I’ve often tried to convert legal documents (org. constitutions, contracts, etc.) to Markdown. Legalese is often full of nested ordered lists of several varieties. A main pet peeve is that letter-ordered lists are frequent and not really supported.
1. A vegetarian shall not eat:
(a) Chicken
(b) Beef
(c) Bacon
(d) Fish, on these days:
i. Tuesday
ii. The first wednesday of October
I’ve often tried to convert legal documents (org. constitutions,
contracts, etc.) to Markdown. Legalese is often full of nested ordered
lists of several varieties. A main pet peeve is that letter-ordered
lists are frequent and not really supported.
A vegetarian shall not eat:
(a) Chicken
(b) Beef
(c) Bacon
(d) Fish, on these days:
i. Tuesday
ii. The first wednesday of October
Would that be worthy of support?
I would be in favor. Pandoc supports all the list styles you used.

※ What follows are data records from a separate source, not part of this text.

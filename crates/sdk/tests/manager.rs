//! Manager wiring with in-memory host collaborators

use std::sync::Arc;
use std::sync::atomic::{AtomicUsize, Ordering};
use std::time::Duration;

use async_trait::async_trait;
use futures::FutureExt;
use parking_lot::Mutex;
use pretty_assertions::assert_eq;

use lowtide::prelude::*;

struct FixedMemory(Mutex<MemoryReading>);

impl FixedMemory {
    fn percent(percent: u64) -> Arc<Self> {
        Arc::new(Self(Mutex::new(MemoryReading::new(percent, 100))))
    }
}

impl MemorySource for FixedMemory {
    fn read(&self) -> Result<MemoryReading> {
        Ok(*self.0.lock())
    }
}

struct FixedBattery(BatteryStatus);

impl BatterySource for FixedBattery {
    fn battery(&self) -> Result<BatteryStatus> {
        Ok(self.0)
    }
}

struct Offline;

impl NetworkSource for Offline {
    fn conditions(&self) -> NetworkConditions {
        NetworkConditions::offline()
    }
}

struct Sink;

#[async_trait]
impl ChunkTransport for Sink {
    async fn transfer_chunk(&self, _chunk: &Chunk) -> Result<()> {
        Ok(())
    }
}

fn host(memory: Arc<FixedMemory>) -> HostBindings {
    HostBindings::new(Arc::new(Sink)).with_memory_source(memory)
}

fn manager(memory: Arc<FixedMemory>) -> AdaptiveManager {
    AdaptiveManager::new(ManagerConfig::default(), host(memory)).unwrap()
}

fn counted_resource(id: &str, cleaned: &Arc<AtomicUsize>) -> ManagedResource {
    let cleaned = Arc::clone(cleaned);
    ManagedResource::new(id, ResourceKind::Cache, 4_096).with_cleanup(move || async move {
        cleaned.fetch_add(1, Ordering::SeqCst);
        Ok(())
    })
}

async fn settle() {
    tokio::time::sleep(Duration::from_millis(10)).await;
}

#[tokio::test(start_paused = true)]
async fn critical_pressure_collects_inactive_resources() {
    let memory = FixedMemory::percent(90);
    let manager = manager(Arc::clone(&memory));
    let cleaned = Arc::new(AtomicUsize::new(0));
    manager.start().await;

    manager.pool().register(counted_resource("thumbs", &cleaned)).unwrap();
    manager.pool().register(counted_resource("session", &cleaned)).unwrap();
    manager.pool().acquire("session");

    manager.on_memory(MemoryReading::new(90, 100));
    settle().await;

    assert_eq!(cleaned.load(Ordering::SeqCst), 1);
    assert!(manager.pool().contains("session"));
    assert_eq!(manager.stats().count("memory-critical"), 1);
    assert_eq!(manager.stats().count("gc-completed"), 1);
    assert_eq!(manager.stats().count("memory-cleanup"), 0);

    manager.stop().await;
}

#[tokio::test(start_paused = true)]
async fn oom_forces_gc_and_runs_cleanup_callbacks() {
    let memory = FixedMemory::percent(97);
    let manager = manager(Arc::clone(&memory));
    let cleaned = Arc::new(AtomicUsize::new(0));
    let callbacks = Arc::new(AtomicUsize::new(0));
    manager.start().await;

    manager.pool().register(counted_resource("decoded", &cleaned)).unwrap();
    let counter = Arc::clone(&callbacks);
    manager.monitor().register_cleanup_callback(
        "image-cache",
        Arc::new(move || {
            counter.fetch_add(1, Ordering::SeqCst);
            async { Ok(()) }.boxed()
        }),
    );

    manager.on_memory(MemoryReading::new(97, 100));
    settle().await;

    assert_eq!(cleaned.load(Ordering::SeqCst), 1);
    assert_eq!(callbacks.load(Ordering::SeqCst), 1);
    assert_eq!(manager.stats().count("memory-oom"), 1);
    assert_eq!(manager.stats().count("gc-started"), 1);
    assert_eq!(manager.stats().count("memory-cleanup"), 1);

    manager.stop().await;
}

#[tokio::test(start_paused = true)]
async fn warning_pressure_leaves_the_pool_alone() {
    let manager = manager(FixedMemory::percent(75));
    let cleaned = Arc::new(AtomicUsize::new(0));
    manager.start().await;
    manager.pool().register(counted_resource("feed", &cleaned)).unwrap();

    manager.on_memory(MemoryReading::new(75, 100));
    settle().await;

    assert_eq!(manager.stats().count("memory-warning"), 1);
    assert_eq!(manager.stats().count("gc-started"), 0);
    assert!(manager.pool().contains("feed"));

    manager.stop().await;
}

#[tokio::test(start_paused = true)]
async fn warning_above_gc_threshold_collects() {
    let manager = manager(FixedMemory::percent(82));
    let cleaned = Arc::new(AtomicUsize::new(0));
    manager.start().await;
    manager.pool().register(counted_resource("feed", &cleaned)).unwrap();

    manager.on_memory(MemoryReading::new(82, 100));
    settle().await;

    assert_eq!(manager.stats().count("memory-warning"), 1);
    assert_eq!(manager.stats().count("memory-critical"), 0);
    assert_eq!(manager.stats().count("gc-completed"), 1);
    assert_eq!(cleaned.load(Ordering::SeqCst), 1);
    assert!(!manager.pool().contains("feed"));

    manager.stop().await;
}

#[tokio::test(start_paused = true)]
async fn signals_fan_out_to_every_controller() {
    let manager = manager(FixedMemory::percent(40));
    manager.start().await;

    let low = BatteryStatus::new(15.0, false).unwrap();
    assert_eq!(manager.on_battery(low).await, ProfileKind::PowerSaver);
    assert_eq!(manager.sync().current_interval(), Duration::from_secs(30 * 60));

    let plugged = BatteryStatus::new(15.0, true).unwrap();
    assert_eq!(manager.on_battery(plugged).await, ProfileKind::HighPerformance);
    assert_eq!(manager.sync().current_interval(), Duration::from_secs(30));

    manager.on_app_state(AppState::Background);
    assert_eq!(manager.power().current_kind(), ProfileKind::Balanced);
    assert!(manager.monitor().is_paused());

    manager.on_network(NetworkConditions::offline());
    assert!(!manager.sync().network().is_connected());

    settle().await;
    assert_eq!(manager.stats().count("profile-changed"), 3);
    assert!(manager.stats().count("sync-interval-changed") >= 2);

    manager.stop().await;
}

#[tokio::test(start_paused = true)]
async fn polled_sources_are_read_on_start() {
    let host = host(FixedMemory::percent(40))
        .with_battery_source(Arc::new(FixedBattery(BatteryStatus::new(8.0, false).unwrap())))
        .with_network_source(Arc::new(Offline));
    let manager = AdaptiveManager::new(ManagerConfig::default(), host).unwrap();

    manager.start().await;
    assert!(manager.is_running());
    assert_eq!(manager.power().current_kind(), ProfileKind::UltraPowerSaver);
    assert!(!manager.sync().network().is_connected());

    manager.stop().await;
    assert!(!manager.is_running());
}

#[tokio::test(start_paused = true)]
async fn stop_releases_pooled_resources() {
    let manager = manager(FixedMemory::percent(40));
    let cleaned = Arc::new(AtomicUsize::new(0));
    manager.start().await;
    manager.pool().register(counted_resource("a", &cleaned)).unwrap();
    manager.pool().register(counted_resource("b", &cleaned)).unwrap();
    manager.pool().acquire("b");

    manager.stop().await;

    assert_eq!(cleaned.load(Ordering::SeqCst), 2);
    assert!(manager.pool().is_empty());
}

#[derive(Default)]
struct CountingPages {
    calls: AtomicUsize,
}

#[async_trait]
impl PageLoader<u32> for CountingPages {
    async fn load_page(&self, page: u32, size: u32) -> Result<PageData<u32>> {
        self.calls.fetch_add(1, Ordering::SeqCst);
        let start = (page - 1) * size;
        Ok(PageData::new((start..start + size).collect(), 1_000))
    }
}

#[tokio::test(start_paused = true)]
async fn power_saving_profile_stops_prefetching() {
    let manager = manager(FixedMemory::percent(40));
    manager.start().await;
    let pages = Arc::new(CountingPages::default());
    let cache = manager.paginated_cache(pages.clone()).unwrap();
    let loader = manager.lazy_loader::<String>().unwrap();
    loader
        .register(LoadableItem::with_loader("banner", ItemKind::Image, || async {
            Ok("banner".to_string())
        }))
        .unwrap();
    assert!(manager.prefetch_gate().is_enabled());

    manager.power().set_profile_by_name("ultra-power-saver").unwrap();
    settle().await;
    assert!(!manager.prefetch_gate().is_enabled());

    cache.get_page(3).await.unwrap();
    cache.get_page(3).await.unwrap();
    settle().await;
    assert_eq!(pages.calls.load(Ordering::SeqCst), 1);
    assert_eq!(cache.stats().prefetches, 0);

    let preloaded = loader.preload(&["banner"]).await;
    assert!(matches!(preloaded.as_slice(), [Err(Error::FeatureDisabled { .. })]));

    manager.power().set_profile_by_name("balanced").unwrap();
    settle().await;
    assert!(manager.prefetch_gate().is_enabled());
    cache.get_page(3).await.unwrap();
    settle().await;
    assert!(pages.calls.load(Ordering::SeqCst) > 1);

    manager.stop().await;
}

#[tokio::test(start_paused = true)]
async fn factories_use_configured_defaults() {
    let config = ManagerConfig::from_json_str(
        r#"{
            "pages": { "page_size": 10, "min_page_size": 5, "adaptive_page_size": false },
            "windows": { "mode": { "type": "tumbling", "size": 2 }, "max_windows": 4 }
        }"#,
    )
    .unwrap();
    let manager = AdaptiveManager::new(config, host(FixedMemory::percent(40))).unwrap();

    struct Numbers;

    #[async_trait]
    impl PageLoader<u32> for Numbers {
        async fn load_page(&self, page: u32, size: u32) -> Result<PageData<u32>> {
            let start = (page - 1) * size;
            Ok(PageData::new((start..start + size).collect(), 100))
        }
    }

    let cache = manager.paginated_cache(Arc::new(Numbers)).unwrap();
    assert_eq!(cache.page_size(), 10);
    assert_eq!(cache.get_page(2).await.unwrap().items.first(), Some(&10));

    let mut aggregator = manager.aggregator::<u8>().unwrap();
    aggregator.extend(0..10);
    assert_eq!(aggregator.windows().len(), 4);

    let loader = manager.lazy_loader::<String>().unwrap();
    loader
        .register(LoadableItem::with_loader("motd", ItemKind::Data, || async {
            Ok("hello".to_string())
        }))
        .unwrap();
    assert_eq!(loader.get_item("motd").await.unwrap(), "hello");
}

However, in our initial discussions the majority wanted to stay with
decimal lists, with . and ) delimiters.
I would support the addition of letter-ordered lists. One use case that might not have been considered yet is for todo.txt, which has a format that requires lettered lists.
My only concern is whether it would break existing Markdown implementations. For example, you might have a sentence beginning with a. or (a) but not intend for that to start an ordered list. If it’s an extension, at least you’d need to turn on the extension before breaking anything.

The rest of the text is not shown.